After that, blindings, which probably never ended, didn’t get that much of publicity because under Lalu and later Rabri so much else was happening in Bihar.
But a recent news despatch from Patna again describes how in three separate incidents over 10 days, the eyes of three Dalit men were gouged out and they were left to fend for themselves. With little income and limited access to treatment, by the time they reached Patna Medical College, there was no hope of them ever again regaining their sight. No one is quite sure as to what crimes the Dalits had committed and if at all they committed any, what might have been the gravity of the same.

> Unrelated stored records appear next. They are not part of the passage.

use super::{JumpConfig, JumpNeighbors, NeighborStrategy, SearchContext};
use crate::error::RouteError;
use crate::geometry::{euclidean_distance, manhattan_distance, Bounds, Dir, LayerId, Point, Point3, EPSILON};
use crate::search::{Cost, Neighbor, SearchNode};

/// Options for the layer changes of [`LayeredJumpNeighbors`].
///
/// Default options:
/// ```
/// # use trace_autorouter::neighbors::LayerConfig;
/// assert_eq!(
///     LayerConfig {
///         via_diameter: 0.6,
///         via_cost: 5.0,
///         goal_via_margin: 0.5,
///         heuristic_exponent: 1.0,
///     },
///     Default::default()
/// );
/// ```
#[derive(Clone, Copy, Debug, PartialEq)]
#[cfg_attr(feature = "serde", derive(serde::Serialize, serde::Deserialize))]
pub struct LayerConfig {
    /// Outer diameter of a via
    pub via_diameter: f64,
    /// Cost of a single layer change
    pub via_cost: Cost,
    /// Extra distance kept between the goal and a via placed next to it
    pub goal_via_margin: f64,
    /// The heuristic is raised to this power. Values above `1.0` rush towards the goal.
    pub heuristic_exponent: f64,
}

impl Default for LayerConfig {
    fn default() -> LayerConfig {
        LayerConfig {
            via_diameter: 0.6,
            via_cost: 5.0,
            goal_via_margin: 0.5,
            heuristic_exponent: 1.0,
        }
    }
}

impl LayerConfig {
    /// Checks that every value is in range
    pub fn validate(&self) -> Result<(), RouteError> {
        if !(self.via_diameter > 0.0) {
            return Err(RouteError::InvalidConfig(format!(
                "via_diameter must be positive, got {}",
                self.via_diameter
            )));
        }
        if self.via_cost < 0.0 || self.goal_via_margin < 0.0 {
            return Err(RouteError::InvalidConfig(
                "via_cost and goal_via_margin must not be negative".into(),
            ));
        }
        if !(self.heuristic_exponent >= 1.0) {
            return Err(RouteError::InvalidConfig(format!(
                "heuristic_exponent must be at least 1, got {}",
                self.heuristic_exponent
            )));
        }
        Ok(())
    }
}

/// [`JumpNeighbors`] on several layers.
///
/// Besides the planar jumps every node may change to the layer above or below, placing a via.
/// A via is only offered if
/// - the node is more than `via_diameter + obstacle_margin` away from both start and goal
/// - a square of side `via_diameter + 2 * obstacle_margin` around it is free on both layers
///
/// A node that reached the goal's position on the wrong layer cannot place a via there. Instead
/// it is offered the four points `via_diameter + obstacle_margin + goal_via_margin` away from the
/// goal, so the layer change happens next to it.
#[derive(Clone, Debug, Default)]
pub struct LayeredJumpNeighbors {
    jump: JumpNeighbors,
    layers: LayerConfig,
}

impl LayeredJumpNeighbors {
    /// Creates a new LayeredJumpNeighbors
    pub fn new(jump: JumpConfig, layers: LayerConfig) -> LayeredJumpNeighbors {
        LayeredJumpNeighbors {
            jump: JumpNeighbors::new(jump),
            layers,
        }
    }

    /// The options for the planar jumps
    pub fn jump_config(&self) -> &JumpConfig {
        self.jump.config()
    }

    /// The options for layer changes
    pub fn layer_config(&self) -> &LayerConfig {
        &self.layers
    }

    fn margin(&self) -> f64 {
        self.jump.config().obstacle_margin
    }

    /// Distance from the goal at which vias next to it are placed
    fn goal_via_distance(&self) -> f64 {
        self.layers.via_diameter + self.margin() + self.layers.goal_via_margin
    }

    /// `true` if a via at `point` joining `from` and `to` keeps clear of every obstacle.
    pub fn via_fits(&self, ctx: &SearchContext, point: Point, from: LayerId, to: LayerId) -> bool {
        ctx.consider_via();
        let region = Bounds::square(point, self.layers.via_diameter + 2.0 * self.margin());
        [from, to]
            .iter()
            .all(|&layer| ctx.index.obstacles_overlapping_region(&region, layer).is_empty())
    }

    /// The layer one step from `layer` towards `goal`
    fn towards(layer: LayerId, goal: LayerId) -> LayerId {
        if goal > layer {
            layer + 1
        } else {
            layer - 1
        }
    }

    fn surround_goal(&self, ctx: &SearchContext, node: &SearchNode, out: &mut Vec<Neighbor>) {
        let margin = self.margin();
        let distance = self.goal_via_distance();
        let layer = node.pos.layer;
        let next_layer = Self::towards(layer, ctx.goal.layer);

        for dir in Dir::all() {
            // stay on the axis of the node, it may be up to `margin` off the goal
            let travel = dir.distance_along(node.pos, ctx.goal) + distance;
            let wall = ctx.index.directional_collision(node.pos, dir, margin).wall_distance;
            if wall - margin < travel {
                continue;
            }
            let target = node.pos.planar().moved(dir, travel);
            if ctx.index.is_occupied(target, layer, margin) || !self.via_fits(ctx, target, layer, next_layer) {
                continue;
            }
            out.push(Neighbor::at(target.on_layer(layer)));
        }
    }

    /// For a jump that ends on the goal's position but on the wrong layer, the point on the same
    /// line where a via next to the goal could be placed.
    fn via_approach(&self, ctx: &SearchContext, node: &SearchNode, landing: Point3) -> Option<Neighbor> {
        let dir = Dir::between(node.pos, landing)?;
        let target = landing.moved(dir.opposite(), self.goal_via_distance());
        if dir.distance_along(node.pos, target) <= EPSILON {
            return None;
        }
        if ctx.index.is_occupied(target.planar(), target.layer, self.margin()) {
            return None;
        }
        Some(Neighbor::at(target))
    }
}

impl NeighborStrategy for LayeredJumpNeighbors {
    fn neighbors(
        &self,
        ctx: &SearchContext,
        node: &SearchNode,
        parent: Option<&SearchNode>,
        out: &mut Vec<Neighbor>,
    ) {
        let margin = self.margin();
        let pos = node.pos;
        let wrong_layer = pos.layer != ctx.goal.layer;

        if wrong_layer && manhattan_distance(pos, ctx.goal) <= margin {
            self.surround_goal(ctx, node, out);
            return;
        }

        let first = out.len();
        self.jump.planar_jumps(ctx, node, parent, out);

        if wrong_layer {
            let approaches: Vec<Neighbor> = out[first..]
                .iter()
                .filter(|n| manhattan_distance(n.pos, ctx.goal) <= margin)
                .filter_map(|n| self.via_approach(ctx, node, n.pos))
                .collect();
            out.extend(approaches);
        }

        let clearance = self.layers.via_diameter + margin;
        if euclidean_distance(pos, ctx.start) <= clearance || euclidean_distance(pos, ctx.goal) <= clearance {
            return;
        }
        for dir in Dir::layers() {
            let target = pos.layer as isize + dir.dl();
            if target < 0 || target as usize >= ctx.index.layer_count() {
                continue;
            }
            let target = target as LayerId;
            if self.via_fits(ctx, pos.planar(), pos.layer, target) {
                out.push(Neighbor::at(pos.moved(dir, 0.0)));
            }
        }
    }

    fn compute_g(&self, current: &SearchNode, neighbor: &Neighbor) -> Cost {
        let via = if current.pos.layer != neighbor.pos.layer {
            self.layers.via_cost
        } else {
            0.0
        };
        current.g
            + manhattan_distance(current.pos, neighbor.pos) * current.travel_margin_cost_factor.unwrap_or(1.0)
            + neighbor.enter_margin_cost.unwrap_or(0.0)
            + via
    }

    fn heuristic(&self, ctx: &SearchContext, point: Point3) -> Cost {
        let layers = (point.layer as f64 - ctx.goal.layer as f64).abs();
        (manhattan_distance(point, ctx.goal) + self.layers.via_cost * layers).powf(self.layers.heuristic_exponent)
    }
}
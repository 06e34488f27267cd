use super::{NeighborStrategy, SearchContext};
use crate::geometry::{manhattan_distance, Dir};
use crate::search::{Neighbor, SearchNode};

/// A [`NeighborStrategy`] that moves one `grid_step` at a time in the 4 cardinal directions.
///
/// Also known as the Manhattan Neighborhood. It finds the same routes as the jump strategies on
/// boards aligned to the grid, but expands far more nodes. A step is only taken if it keeps
/// `clearance` to every obstacle.
///
/// ```no_code
/// A: current node, o: reachable in one step
///   o
///   |
/// o-A-o
///   |
///   o
/// ```
#[derive(Clone, Copy, Debug, PartialEq)]
pub struct GridNeighbors {
    clearance: f64,
}

impl GridNeighbors {
    /// Creates a new GridNeighbors that only needs to stay out of obstacles.
    pub fn new() -> GridNeighbors {
        GridNeighbors { clearance: 0.0 }
    }

    /// Creates a new GridNeighbors that keeps `clearance` to every obstacle.
    pub fn with_clearance(clearance: f64) -> GridNeighbors {
        GridNeighbors { clearance }
    }
}

impl Default for GridNeighbors {
    fn default() -> GridNeighbors {
        GridNeighbors::new()
    }
}

impl NeighborStrategy for GridNeighbors {
    fn neighbors(
        &self,
        ctx: &SearchContext,
        node: &SearchNode,
        _parent: Option<&SearchNode>,
        out: &mut Vec<Neighbor>,
    ) {
        let step = ctx.grid_step;
        let pos = node.pos;
        if pos.layer == ctx.goal.layer && manhattan_distance(pos, ctx.goal) <= step {
            out.push(Neighbor::at(ctx.goal));
            return;
        }
        for dir in Dir::all() {
            let wall = ctx.index.directional_collision(pos, dir, self.clearance).wall_distance;
            if wall < step + self.clearance {
                continue;
            }
            let next = pos.moved(dir, step);
            if let Some(bounds) = ctx.index.config().bounds {
                if !bounds.contains(next.planar()) {
                    continue;
                }
            }
            if ctx.index.is_occupied(next.planar(), next.layer, self.clearance) {
                ctx.reject();
                continue;
            }
            out.push(Neighbor::at(next));
        }
    }
}
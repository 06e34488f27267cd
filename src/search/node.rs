use super::Cost;
use crate::geometry::Point3;
use crate::neighbors::MarginTier;
use crate::obstacle::ObstacleId;

/// The Type used to reference a [`SearchNode`] in a [`NodeArena`]
pub type NodeId = usize;

/// Where a node currently is in the search
#[derive(Clone, Copy, Debug, PartialEq, Eq)]
pub enum NodeStatus {
    /// waiting in the open set
    Open,
    /// expanded
    Closed,
    /// superseded by a cheaper node at the same position
    Replaced,
}

/// A vertex of the search tree.
///
/// Nodes only know their parent, so all nodes of one search form a tree rooted at the start. The
/// tree lives in a [`NodeArena`] and is dropped as a whole once the search is over.
#[derive(Clone, Debug)]
pub struct SearchNode {
    /// position
    pub pos: Point3,
    /// cost of the cheapest known way from the start
    pub g: Cost,
    /// estimated cost to the goal
    pub h: Cost,
    /// `g + h * greedy_multiplier`
    pub f: Cost,
    /// the node this one was reached from
    pub parent: Option<NodeId>,
    /// the obstacle that ended the jump that produced this node
    pub obstacle_hit: Option<ObstacleId>,
    /// multiplies the distance travelled when leaving this node
    pub travel_margin_cost_factor: Option<f64>,
    /// cost paid for entering this node
    pub enter_margin_cost: Option<f64>,
    /// open, closed or replaced
    pub status: NodeStatus,
}

/// A candidate node produced by a [`NeighborStrategy`](crate::neighbors::NeighborStrategy).
#[derive(Clone, Copy, Debug, PartialEq)]
pub struct Neighbor {
    /// position
    pub pos: Point3,
    /// the obstacle at the stopping point, if the jump ended at a wall
    pub obstacle_hit: Option<ObstacleId>,
    /// see [`SearchNode::travel_margin_cost_factor`]
    pub travel_margin_cost_factor: Option<f64>,
    /// see [`SearchNode::enter_margin_cost`]
    pub enter_margin_cost: Option<f64>,
}

impl Neighbor {
    /// A plain candidate without any annotations
    pub fn at(pos: Point3) -> Neighbor {
        Neighbor {
            pos,
            obstacle_hit: None,
            travel_margin_cost_factor: None,
            enter_margin_cost: None,
        }
    }

    /// Records the obstacle this candidate stopped in front of
    pub fn hitting(mut self, obstacle: Option<ObstacleId>) -> Neighbor {
        self.obstacle_hit = obstacle;
        self
    }

    /// Annotates the candidate with the costs of a margin tier
    pub fn with_tier(mut self, tier: &MarginTier) -> Neighbor {
        self.travel_margin_cost_factor = Some(tier.travel_cost_factor);
        self.enter_margin_cost = Some(tier.enter_cost);
        self
    }
}

/// Storage for the nodes of one search.
#[derive(Clone, Debug, Default)]
pub struct NodeArena {
    nodes: slab::Slab<SearchNode>,
}

impl NodeArena {
    /// Creates an empty arena
    pub fn new() -> Self {
        Self {
            nodes: slab::Slab::new(),
        }
    }

    /// Number of nodes created so far
    pub fn len(&self) -> usize {
        self.nodes.len()
    }

    /// `true` if no node was created yet
    pub fn is_empty(&self) -> bool {
        self.nodes.is_empty()
    }

    /// Drops every node
    pub fn clear(&mut self) {
        self.nodes.clear();
    }

    /// Stores a new node and returns its id
    pub fn insert(&mut self, node: SearchNode) -> NodeId {
        self.nodes.insert(node)
    }

    /// Positions from the root of the tree down to `id`
    #[track_caller]
    pub fn path_to(&self, id: NodeId) -> Vec<Point3> {
        let mut steps = vec![];
        let mut current = Some(id);
        while let Some(id) = current {
            let node = &self[id];
            steps.push(node.pos);
            current = node.parent;
        }
        steps.reverse();
        steps
    }

    /// Iterates over all nodes
    pub fn iter(&self) -> slab::Iter<SearchNode> {
        self.nodes.iter()
    }
}

use std::ops::{Index, IndexMut};
impl Index<NodeId> for NodeArena {
    type Output = SearchNode;
    #[track_caller]
    fn index(&self, index: NodeId) -> &SearchNode {
        &self.nodes[index]
    }
}
impl IndexMut<NodeId> for NodeArena {
    #[track_caller]
    fn index_mut(&mut self, index: NodeId) -> &mut SearchNode {
        &mut self.nodes[index]
    }
}
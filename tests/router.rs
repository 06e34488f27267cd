use nanorand::{Rng, WyRand};
use trace_autorouter::geometry::{manhattan_distance, orientation, Dir, Orientation};
use trace_autorouter::post_process::{remove_collinear_points, remove_path_loops, segment_blocked, shorten_path_with_shortcuts};
use trace_autorouter::prelude::*;

fn init() {
    let _ = env_logger::builder().is_test(true).try_init();
}

/// Replays every segment of `route` through `index` and checks that all of them keep the
/// default obstacle margin.
fn assert_sound(index: &dyn ObstacleIndex, route: &Route) {
    let margin = RouterConfig::default().jump.obstacle_margin - 1e-6;
    for (a, b) in route.segments() {
        assert_ne!(
            orientation(a.planar(), b.planar()),
            Orientation::Other,
            "{} -> {} is not orthogonal",
            a,
            b
        );
        let dir = match Dir::between(a, b) {
            Some(dir) => dir,
            None => continue,
        };
        let wall = index.directional_collision(a, dir, margin).wall_distance;
        let length = manhattan_distance(a, b);
        // `wall` runs to the real edge, so the margin is needed in front of the obstacle too
        assert!(
            wall >= length + margin - 1e-6,
            "{} -> {} comes closer than {} to an obstacle after {}",
            a,
            b,
            margin,
            wall
        );
    }
    for via in route.vias() {
        assert!(!index.is_occupied(via.position, via.from, margin), "via at {}", via.position);
        assert!(!index.is_occupied(via.position, via.to, margin), "via at {}", via.position);
    }
}

fn index_for(problem: &RouteProblem, net: &str) -> Box<dyn ObstacleIndex> {
    let obstacles = problem
        .obstacles
        .iter()
        .filter(|o| !o.is_connected_to(net))
        .cloned()
        .collect();
    IndexKind::LinearScan.build(
        obstacles,
        IndexConfig {
            layer_count: problem.layer_count,
            bounds: problem.bounds,
            ..Default::default()
        },
    )
}

#[test]
fn detour_around_single_obstacle() {
    init();
    let start = Point3::new(-3.0, 0.0, 0);
    let goal = Point3::new(3.0, 0.0, 0);
    let mut problem = RouteProblem::new(1);
    problem.obstacles.push(Obstacle::rect(Point::new(0.0, 0.0), 1.0, 1.0, [0]));
    problem.connections.push(Connection::new("A", start, goal));

    for index_kind in [IndexKind::LinearScan, IndexKind::default()] {
        let config = RouterConfig {
            index_kind,
            ..Default::default()
        };
        let mut router = Autorouter::new(problem.clone(), config).unwrap();
        let results = router.solve_all().unwrap();
        let route = results[0].route().expect("a route around the obstacle");

        assert_eq!(route[0], start);
        assert_eq!(route[route.len() - 1], goal);
        assert!(route.length() >= 6.0 + 2.0 * 0.65 - 1e-9, "length {}", route.length());
        let max_y = route.iter().map(|p| p.y.abs()).fold(0.0, f64::max);
        assert!(max_y >= 0.65 - 1e-9, "max |y| {}", max_y);
        assert_sound(&*index_for(&problem, "A"), route);
    }
}

#[test]
fn oval_obstacle() {
    init();
    let mut problem = RouteProblem::new(1);
    problem.obstacles.push(Obstacle::oval(Point::new(0.0, 0.0), 2.0, 1.0, [0]));
    problem.connections.push(Connection::new(
        "A",
        Point3::new(-3.0, 0.0, 0),
        Point3::new(3.0, 0.0, 0),
    ));

    let mut router = Autorouter::new(problem.clone(), RouterConfig::default()).unwrap();
    let results = router.solve_all().unwrap();
    let route = results[0].route().unwrap();
    assert!(route.length() > 6.0);
    assert_sound(&*index_for(&problem, "A"), route);
}

#[test]
fn same_net_pads_do_not_block() {
    init();
    let mut problem = RouteProblem::new(1);
    problem
        .obstacles
        .push(Obstacle::rect(Point::new(0.0, 0.0), 1.0, 1.0, [0]).connected_to("A"));
    problem.connections.push(Connection::new(
        "A",
        Point3::new(-3.0, 0.0, 0),
        Point3::new(0.0, 0.0, 0),
    ));
    problem.connections.push(Connection::new(
        "A",
        Point3::new(0.0, 0.0, 0),
        Point3::new(0.0, 3.0, 0),
    ));
    problem.connections.push(Connection::new(
        "B",
        Point3::new(-3.0, -2.0, 0),
        Point3::new(3.0, -2.0, 0),
    ));

    let mut router = Autorouter::new(problem, RouterConfig::default()).unwrap();
    let results = router.solve_all().unwrap();
    for result in results.iter() {
        // straight lines: neither the shared pad nor the first trace of A are in the way
        assert_eq!(result.route().map(|r| r.len()), Some(2), "{:?}", result);
    }
}

#[test]
fn foreign_pads_block() {
    init();
    let mut problem = RouteProblem::new(1);
    problem
        .obstacles
        .push(Obstacle::rect(Point::new(0.0, 0.0), 1.0, 1.0, [0]).connected_to("A"));
    problem.connections.push(Connection::new(
        "B",
        Point3::new(-3.0, 0.0, 0),
        Point3::new(3.0, 0.0, 0),
    ));

    let mut router = Autorouter::new(problem.clone(), RouterConfig::default()).unwrap();
    let results = router.solve_all().unwrap();
    let route = results[0].route().unwrap();
    assert!(route.len() > 2);
    assert_sound(&*index_for(&problem, "B"), route);
}

#[test]
fn malformed_connections() {
    let a = Point3::new(0.0, 0.0, 0);
    let b = Point3::new(1.0, 0.0, 0);

    let mut problem = RouteProblem::new(1);
    problem.connections.push(Connection {
        name: "A".into(),
        points_to_connect: vec![a, b, a],
    });
    let err = Autorouter::new(problem, RouterConfig::default()).unwrap_err();
    assert_eq!(
        err,
        RouteError::TooManyPoints {
            connection: "A".into(),
            count: 3
        }
    );
    assert_eq!(
        err.to_string(),
        "connection `A` has 3 points, at most 2 are supported"
    );

    let mut problem = RouteProblem::new(1);
    problem.connections.push(Connection {
        name: "B".into(),
        points_to_connect: vec![a],
    });
    assert!(matches!(
        Autorouter::new(problem, RouterConfig::default()),
        Err(RouteError::TooFewPoints { count: 1, .. })
    ));

    let mut problem = RouteProblem::new(2);
    problem.connections.push(Connection::new("C", a, Point3::new(1.0, 0.0, 2)));
    assert!(matches!(
        Autorouter::new(problem, RouterConfig::default()),
        Err(RouteError::LayerOutOfRange { layer: 2, layer_count: 2, .. })
    ));
}

fn layer_changes(points: &[Point3]) -> usize {
    points.windows(2).filter(|w| w[0].layer != w[1].layer).count()
}

/// Two layers, with a wall across the whole board on the top layer only.
fn wall_problem() -> RouteProblem {
    let mut problem = RouteProblem::new(2);
    problem.bounds = Some(Bounds::new(-5.0, 5.0, -3.0, 3.0));
    problem.obstacles.push(Obstacle::rect(Point::new(0.0, 0.0), 1.0, 8.0, [0]));
    problem.connections.push(Connection::new(
        "A",
        Point3::new(-3.0, 0.0, 0),
        Point3::new(3.0, 0.0, 0),
    ));
    problem
}

#[test]
fn via_through_wall() {
    init();
    let problem = wall_problem();

    let mut router = Autorouter::new(problem.clone(), RouterConfig::default()).unwrap();
    let results = router.solve_all().unwrap();
    let route = results[0].route().expect("a route through the bottom layer");

    assert_eq!(route.vias().len(), 2);
    assert!(route.iter().any(|p| p.layer == 1));
    assert_sound(&*index_for(&problem, "A"), route);

    // a single layer strategy has no way across
    let config = RouterConfig {
        neighbor_mode: NeighborMode::Jump,
        ..Default::default()
    };
    let mut router = Autorouter::new(problem, config).unwrap();
    assert!(!router.solve_all().unwrap()[0].is_solved());
}

#[test]
fn post_processing_keeps_every_via() {
    init();
    let problem = wall_problem();
    let config = RouterConfig::default();
    let connection = &problem.connections[0];
    let (start, goal) = (connection.points_to_connect[0], connection.points_to_connect[1]);

    let index = index_for(&problem, "A");
    let strategy = config.strategy(problem.layer_count);
    let raw = SearchEngine::new(&*strategy, &*index, config.search).solve(start, goal);
    let raw = raw.path().expect("a raw path through the bottom layer");

    let mut router = Autorouter::new(problem.clone(), config.clone()).unwrap();
    let results = router.solve_all().unwrap();
    let route = results[0].route().unwrap();
    assert_eq!(route.vias().len(), layer_changes(&raw.path));

    // down to layer 1 and back, then across the first stretch on layer 0
    let l0 = |x, y| Point3::new(x, y, 0);
    let l1 = |x, y| Point3::new(x, y, 1);
    let looping = vec![
        l0(0.0, 0.0),
        l0(5.0, 0.0),
        l0(5.0, 3.0),
        l1(5.0, 3.0),
        l1(3.0, 3.0),
        l0(3.0, 3.0),
        l0(3.0, -3.0),
    ];
    let empty = IndexKind::LinearScan.build(
        vec![],
        IndexConfig {
            layer_count: 2,
            ..Default::default()
        },
    );
    let margin = config.jump.obstacle_margin;
    let mut points = remove_path_loops(&looping);
    points = shorten_path_with_shortcuts(&points, |a, b| segment_blocked(&*empty, margin, a, b));
    points = remove_collinear_points(&points);
    assert_eq!(layer_changes(&points), layer_changes(&looping));
    assert_eq!(Route::new(points).vias().len(), 2);
}

#[test]
fn traces_become_obstacles() {
    init();
    let mut problem = RouteProblem::new(2);
    problem.bounds = Some(Bounds::new(-5.0, 5.0, -3.0, 3.0));
    problem.connections.push(Connection::new(
        "A",
        Point3::new(0.0, -3.0, 0),
        Point3::new(0.0, 3.0, 0),
    ));
    problem.connections.push(Connection::new(
        "B",
        Point3::new(-3.0, 0.0, 0),
        Point3::new(3.0, 0.0, 0),
    ));

    let mut router = Autorouter::new(problem, RouterConfig::default()).unwrap();
    let results = router.solve_all().unwrap();

    let a = results[0].route().unwrap();
    assert_eq!(a.len(), 2);
    // B has to dive below the trace of A
    let b = results[1].route().unwrap();
    assert_eq!(b.vias().len(), 2);
    for p in b.iter().filter(|p| p.layer == 0) {
        assert!(p.x.abs() >= 0.075, "{} touches the trace of A", p);
    }
    assert_eq!(router.debug().stats.connections_solved, 2);
}

#[test]
fn random_boards_are_routed_soundly() {
    init();
    let mut rng = WyRand::new_seed(4);
    let mut solved = 0;

    for _ in 0..8 {
        let layer_count = rng.generate_range(1_usize..=2);
        let mut problem = RouteProblem::new(layer_count);
        problem.bounds = Some(Bounds::new(-12.0, 12.0, -12.0, 12.0));
        for _ in 0..15 {
            let center = Point::new(
                rng.generate_range(0_u32..=200) as f64 / 10.0 - 10.0,
                rng.generate_range(0_u32..=200) as f64 / 10.0 - 10.0,
            );
            let width = rng.generate_range(2_u32..=30) as f64 / 10.0;
            let height = rng.generate_range(2_u32..=30) as f64 / 10.0;
            let layer = rng.generate_range(0..layer_count);
            problem.obstacles.push(Obstacle::rect(center, width, height, [layer]));
        }

        let index = index_for(&problem, "");
        let free_point = |rng: &mut WyRand| loop {
            let p = Point3::new(
                rng.generate_range(0_u32..=200) as f64 / 10.0 - 10.0,
                rng.generate_range(0_u32..=200) as f64 / 10.0 - 10.0,
                rng.generate_range(0..layer_count),
            );
            if !index.is_occupied(p.planar(), p.layer, 0.5) {
                return p;
            }
        };
        let (start, goal) = (free_point(&mut rng), free_point(&mut rng));
        problem.connections.push(Connection::new("N", start, goal));

        let mut router = Autorouter::new(problem, RouterConfig::default()).unwrap();
        let results = router.solve_all().unwrap();
        if let Some(route) = results[0].route() {
            solved += 1;
            assert_eq!(route[0], start);
            assert_eq!(route[route.len() - 1], goal);
            assert_sound(&*index, route);
        }
    }
    assert!(solved > 0);
}

#[test]
fn debug_snapshots() {
    init();
    let mut problem = RouteProblem::new(1);
    problem.obstacles.push(Obstacle::rect(Point::new(0.0, 0.0), 1.0, 1.0, [0]));
    problem.connections.push(Connection::new(
        "A",
        Point3::new(-3.0, 0.0, 0),
        Point3::new(3.0, 0.0, 0),
    ));

    let mut router = Autorouter::new(problem, RouterConfig::default())
        .unwrap()
        .with_debug(DebugContext::with_snapshots());
    router.solve_all().unwrap();

    let debug = router.take_debug();
    assert_eq!(debug.snapshots.len(), debug.stats.iterations);
    assert!(debug.snapshots.iter().all(|s| s.connection == "A"));
    assert_eq!(debug.snapshots[0].expanded, Point3::new(-3.0, 0.0, 0));
    assert!(debug.stats.nodes_created > debug.stats.iterations);
    assert_eq!(router.debug().stats.iterations, 0);
}

#[cfg(feature = "serde")]
#[test]
fn json_round_trip() {
    let mut problem = RouteProblem::new(2);
    problem.obstacles.push(
        Obstacle::oval(Point::new(1.0, 2.0), 0.5, 0.8, [0, 1]).connected_to("GND"),
    );
    problem.connections.push(Connection::new(
        "GND",
        Point3::new(0.0, 0.0, 0),
        Point3::new(4.0, 0.0, 1),
    ));

    let json = serde_json::to_string(&problem).unwrap();
    assert!(json.contains("pointsToConnect"));
    let parsed: RouteProblem = serde_json::from_str(&json).unwrap();
    assert_eq!(parsed, problem);

    let mut router = Autorouter::new(parsed, RouterConfig::default()).unwrap();
    let results = router.solve_all().unwrap();
    let json = serde_json::to_string(&results).unwrap();
    let parsed: Vec<ConnectionResult> = serde_json::from_str(&json).unwrap();
    assert_eq!(parsed, results);

    let config: RouterConfig = serde_json::from_str(&serde_json::to_string(&RouterConfig::fast()).unwrap()).unwrap();
    assert_eq!(config, RouterConfig::fast());
}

Reading about gouging out eyes like this, I was reminded of Hammurabi’s code, which I studied in school. Although the "eye for an eye" dictum is largely attributed to him, it is interesting that even in that day and age (I am talking about circa 1780 BC), he had standards and rules that regulated its enforcement though we may consider it primitive today. His eye for an eye dictum brought some measure of order into his lawless age. The code regulates in clear and definite strokes the organization of society.
The judge who blunders in a law case is to be expelled from his judgeship forever, and fined heavily. The witness who testifies falsely is to be slain. Indeed, all the heavier crimes are made punishable with death. Even if a man builds a house badly, and it falls and kills the owner, the builder is to be slain. If the owner’s son was killed, then the builder’s son is slain.
But what bothers me today is that while even Hammurabi close to four millennia ago had standards and rules that guided the circumstances in which the harshest punishment was to be administered, we seem in many instances to have none. For, a social sanction is all that is needed for the most brutal of sentences to be passed and executed. This happens all the more readily, if the perpetrator belongs to certain castes and the victim to another set of castes. In normal circumstances, most people would criticise kangaroo courts, but it must be acknowledged that such courts are at least courts with some semblance of protocol, procedures and discipline.
But in Bihar and several other rural places in what we often proudly call the heartland of our country, the gravity of the crime is not an issue, the procedures of sentencing is not an issue, the manner of how this is to be carried out is not an issue, lawyers and courts are not an issue. A bunch of people sitting on a string cot and calling themselves a caste panchayat or a biradiri panchayat can puff at their hookahs and pass sentence with accountability to none and it will be carried out. In our hinterland it would seem that we have lost the consciousness and humaneness, which even Hammurabi in his time seems to have displayed.